Wednesday, January 10, 2007

Men are from Graz, Women are from Vienna Double Feature 04.17.00

Ah, Vienna. Motherland to Beethoven, Schubert, Brahms, Strauss. Café society of Freud, Einstein, Klimt, Schiele. The Habsburg palaces. The Baroque churches. The rococo flourishes. Second only to Paris as the romantic capital of Europe.

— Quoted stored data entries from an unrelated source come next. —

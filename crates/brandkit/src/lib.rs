//! Brandkit - Design tokens and section style composition
//!
//! This crate provides:
//! - The brandkit model: color scales, typography system, spacing scale,
//!   component presets
//! - Section-type role tables (color role, text style, spacing context,
//!   component preset)
//! - `apply_brandkit_to_sections`, which derives styles for whole settings
//!   blocks and reports every change
//! - `SmartStyleApplication`, a per-property merge with responsive scaling
//! - A configurable predicate for "is this value still a default"

mod error;
pub mod color;
pub mod model;
pub mod roles;
pub mod defaults;
pub mod suggestions;
mod engine;
mod smart;

pub use error::*;
pub use color::{BrandColors, Color, ColorScale, Palette, SemanticColors, SHADES};
pub use model::*;
pub use defaults::{DefaultDetector, PlaceholderDefaults};
pub use engine::*;
pub use smart::*;
//! Template archives: export, import and preview
//!
//! A template archive is a ZIP file containing:
//! - manifest.json: format version, author, compatibility and asset inventory
//! - template.json: the portable template (no server-only fields)
//! - assets/: embedded asset binaries, one per manifest asset entry
//! - screenshots/: preview images named preview-<n>.<ext>

use super::{
    checksum, AssetFetcher, EntryReader, EntryWriter, TemplateError, TemplateManifest,
    TemplateResult, ZipEntryReader, ZipEntryWriter, ASSETS_DIR, MANIFEST_FILE, MAX_ARCHIVE_SIZE,
    SCREENSHOTS_DIR, TEMPLATE_FILE,
};
use crate::security::{
    ContentSanitizer, PatternSanitizer, SanitizationLevel, TemplateValidator, ValidationResult,
    ValidatorConfig,
};
use page_model::{PortableTemplate, Template, TemplateAsset, TemplateAuthor};
use serde::{Deserialize, Serialize};
use std::collections::{BTreeMap, HashMap, HashSet};

/// File extensions recognized as screenshots
pub const IMAGE_EXTENSIONS: [&str; 5] = ["png", "jpg", "jpeg", "gif", "webp"];

/// Extension used for screenshots whose URL carries none
const DEFAULT_SCREENSHOT_EXTENSION: &str = "png";

/// Options controlling export
#[derive(Debug, Clone, PartialEq, Serialize, Deserialize)]
#[serde(rename_all = "camelCase", default)]
pub struct ExportOptions {
    /// Fetch and embed asset binaries
    pub include_assets: bool,
    /// Fetch and embed preview images
    pub include_screenshots: bool,
    /// Size ceiling for the finished archive, in bytes
    pub max_archive_size: u64,
    /// License written to the manifest instead of the template's own
    pub license: Option<String>,
    /// Names of templates or packs this template depends on
    pub dependencies: Vec<String>,
}

impl Default for ExportOptions {
    fn default() -> Self {
        Self {
            include_assets: true,
            include_screenshots: true,
            max_archive_size: MAX_ARCHIVE_SIZE,
            license: None,
            dependencies: Vec::new(),
        }
    }
}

The romance of Vienna has not been lost on filmmakers who set their most heartwrenching scenes against the backdrop of the great Austrian city. Outside of Beethoven biopics, no two films have used Vienna, as both a setting and a character, better than Before Sunrise and La Ronde.

Before Sunrise (1994)
Director Richard Linklater took a slight departure from his earlier features, Slacker and Dazed and Confused with this dulcet, charming romance starring Ethan Hawke as Jesse, an American abroad, and Julie Delpy as Celine, a French student. Jesse and Celine meet on the Budapest-Vienna train and decide to explore Vienna together on a layover. Conversing through the night, Jesse and Celine fall in love, the worst, most painful kind of love affair, the kind where he is bound for his return to the States in a few hours. Even if you bury the romantic in you underneath a dungheap of macho bullshit, this film will warm the cockles of your heart.

La Ronde (1950)
Although he is best known for his dramatic fare like the extraordinary Lola Montes, Madame de…, A Letter from an Unknown Woman, and Liebelei, director Max Ophuls tackled comedy with aplomb in this adaptation of Arthur Schnitzler’s mercury-paced farce, Circle of Love. Set in Vienna, 1900, La Ronde follows the elliptical path of amorous encounters as Franz, the Soldier (Serge Reggiani) solicits Leocadie, the Prostitute (Simone Signoret). Franz then has an affair with The Maid (Simone Simon), who will seduce Alfred (Daniel Gelin), the man of the house. Alfred, in turn, entices Emma Breitkopf (Danielle Darrieux), who is married to Charles (Fernand Gravey), who…well, you get the dirty picture. This is delightfully ribald fun at its European best.